Narcissism is the excessive need to be noticed, the unfortunate conquest of specialness over personal uniqueness. The unexamined conviction, for example, that only by holding fast and absolutely to one’s own interpretation of what is going on in the world does one thereby achieve some kind of lasting personal significance. There is something truly profound in the human quest for truth, yet simultaneously tragic when we are convinced we have it. The goal of a liberal education, throughout history, has always been to bring such a paradox to full consciousness. When one does not appreciate the complexity of human experience, one can easily experience suspicion if someone, for example, questions one’s worldview. In the arena of religion such suspicion frequently leads to the judgment of heresy; in politics, such suspicion frequently leads to name calling – “liberal” or “right wing”. We, in the West, classify different cultures as primitive simply because they don’t meet our technological standards. Even in academia, narcissistic righteousness dismisses alternate opinions. Interpersonally, we are all too easily injured or angry if someone does not support our worldview. So pervasive, and frequently so unnoticed is narcissism, much more so than the dramatics of sexuality, that it can shadow a whole life – a whole cultural outlook, frequently masking under the banner of truth. A truth that I (or we) possess!

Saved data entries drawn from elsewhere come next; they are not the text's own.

//! Error types for amount-to-words conversion.

use thiserror::Error;

/// Result type alias for conversion operations
pub type Result<T> = std::result::Result<T, WordsError>;

/// Errors that can occur while converting amounts to words.
#[derive(Error, Debug)]
pub enum WordsError {
    /// Amount is negative, non-finite, unparsable, or above the configured cap
    #[error("Invalid amount '{input}': {reason}")]
    InvalidAmount { input: String, reason: String },

    /// Rupee value needs a scale word beyond Crore
    #[error("Unsupported magnitude: {rupees} needs {chunks} digit groups, at most 4 are supported")]
    UnsupportedMagnitude { rupees: u128, chunks: usize },

    /// Scale index has no entry in the scale table
    #[error("Unsupported scale index {scale}")]
    UnsupportedScale { scale: usize },

    /// Failed to open or read the input file
    #[error("I/O error: {0}")]
    Io(#[from] std::io::Error),

    /// CSV parsing error
    #[error("CSV parsing error: {0}")]
    Csv(#[from] csv::Error),

    /// Missing input argument
    #[error("Missing input argument. Usage: rupee-words [--rounding <half-up|half-even>] [--max-rupees <N>] (<input.csv> | --amount <value>)")]
    MissingArgument,

    /// Unrecognized flag or bad flag value
    #[error("Invalid value for {flag}: '{value}'")]
    InvalidArgument { flag: String, value: String },
}

impl WordsError {
    pub(crate) fn invalid_amount(input: impl Into<String>, reason: impl Into<String>) -> Self {
        WordsError::InvalidAmount {
            input: input.into(),
            reason: reason.into(),
        }
    }
}
//! Scale words for Indian digit groups.

use crate::error::{Result, WordsError};

/// Scale word per group index, least significant first.
///
/// Index 0 is the three-digit units group and carries no word. Each index
/// after Thousand multiplies by 100 rather than 1000.
pub const SCALE_TABLE: [&str; 4] = ["", "Thousand", "Lakh", "Crore"];

/// Highest scale index that has a word.
pub const MAX_SCALE: usize = SCALE_TABLE.len() - 1;

/// Looks up the scale word for a group index.
pub fn scale_word(scale: usize) -> Result<&'static str> {
    SCALE_TABLE
        .get(scale)
        .copied()
        .ok_or(WordsError::UnsupportedScale { scale })
}

/// Appends the scale word for `scale` to a rendered chunk phrase.
///
/// Empty phrases (zero chunks) stay empty and the units group gets no
/// suffix. An index without a table entry is an error even for an empty
/// phrase.
pub fn apply_scale(phrase: &str, scale: usize) -> Result<String> {
    let word = scale_word(scale)?;
    if phrase.is_empty() || word.is_empty() {
        return Ok(phrase.to_string());
    }
    Ok(format!("{} {}", phrase, word))
}
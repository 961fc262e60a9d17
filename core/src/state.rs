//! The one `GameState` shared between the loop and the workers

use std::sync::{Arc, Mutex, MutexGuard};

use chrono::Utc;

use retroplay_shared::game_state::{FieldError, GameState, PatchField};

use crate::worker::lock_recover;

/// Cloneable handle to the session's game state.
///
/// The loop mutates through [`SharedState::with`] once per tick. Workers
/// either copy the whole state out ([`SharedState::get`]) or write a single
/// field ([`SharedState::patch`]); every access holds the lock only for
/// the duration of that call.
#[derive(Clone, Default)]
pub struct SharedState {
    inner: Arc<Mutex<GameState>>,
}

impl SharedState {
    pub fn new(state: GameState) -> Self {
        Self {
            inner: Arc::new(Mutex::new(state)),
        }
    }

    fn lock(&self) -> MutexGuard<'_, GameState> {
        lock_recover(&self.inner, "game state")
    }

    /// Deep copy of the current state
    pub fn get(&self) -> GameState {
        self.lock().clone()
    }

    /// Replace the whole state
    pub fn set(&self, state: GameState) {
        *self.lock() = state;
    }

    /// Run `f` with exclusive access
    pub fn with<R>(&self, f: impl FnOnce(&mut GameState) -> R) -> R {
        f(&mut *self.lock())
    }

    /// Overwrite exactly one field
    pub fn patch(&self, field: PatchField, value: i64) -> Result<(), FieldError> {
        self.lock().set_field(field, value)
    }
}

/// Current wall-clock time as Unix seconds with millisecond precision
pub fn unix_now() -> f64 {
    Utc::now().timestamp_millis() as f64 / 1000.0
}

#[cfg(test)]
mod tests {
    use super::*;

    #[test]
    fn patch_leaves_other_fields() {
        let shared = SharedState::new(GameState::new_game());
        shared.with(|s| s.score = 30);
        shared.patch(PatchField::Lives, 9).unwrap();

        let state = shared.get();
        assert_eq!(state.lives, 9);
        assert_eq!(state.score, 30);
    }

    #[test]
    fn clones_share_state() {
        let a = SharedState::default();
        let b = a.clone();
        let mut fresh = GameState::new_game();
        fresh.level = 4;
        b.set(fresh);
        assert_eq!(a.get().level, 4);
    }
}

To have found such truth is to steal a little of immortality for ourselves; to seemingly lift ourselves out of the day to day historical flow of experience into a realm where the task of finding, and refinding, of weighing and counterbalancing our thoughts and opinions, has been solved for us. We have, in effect, achieved an immortality of certainty. I am speaking here to the psychological underpinnings of narcissism, not to the philosophical issue of truth and its attainability. No one, no group is immune from this stalking, frequently unconscious killer called narcissism. Life can be experienced as an inviting mystery, who we are is worth constantly exploring rather than just asserting. Education has to lead us out of our house of mirrors.
Can we protect ourselves from such a psychological virus? I don’t really know. Certainly to be, as well as to feel, loved, offers some protection; to commit oneself to the life-long task of learning and questioning is also a great help. To be aware that absolutes, in any guise, are misleading is perhaps the equivalent of washing our hands, frequently, to avoid colds. If we are complacent in our convictions, we should be concerned that the virus has struck; to know without question that we are right and that others are unequivocally misguided, or evil, is to have the beginnings of a serious illness. Nationalistic or ethnic pride, as the twentieth century painfully exemplified, easily obliterates the conviction of our universal human connection. To experience religious insights as a confirmation, rather than an invitation to truth, is, in short, to act as if our personal path is the highway for everyone else. It is to succumb to a narcissistic infection that will close our minds and steal our hearts to the profound mystery we call life, — to the deep, even if troublesome joy, of celebrating human diversity.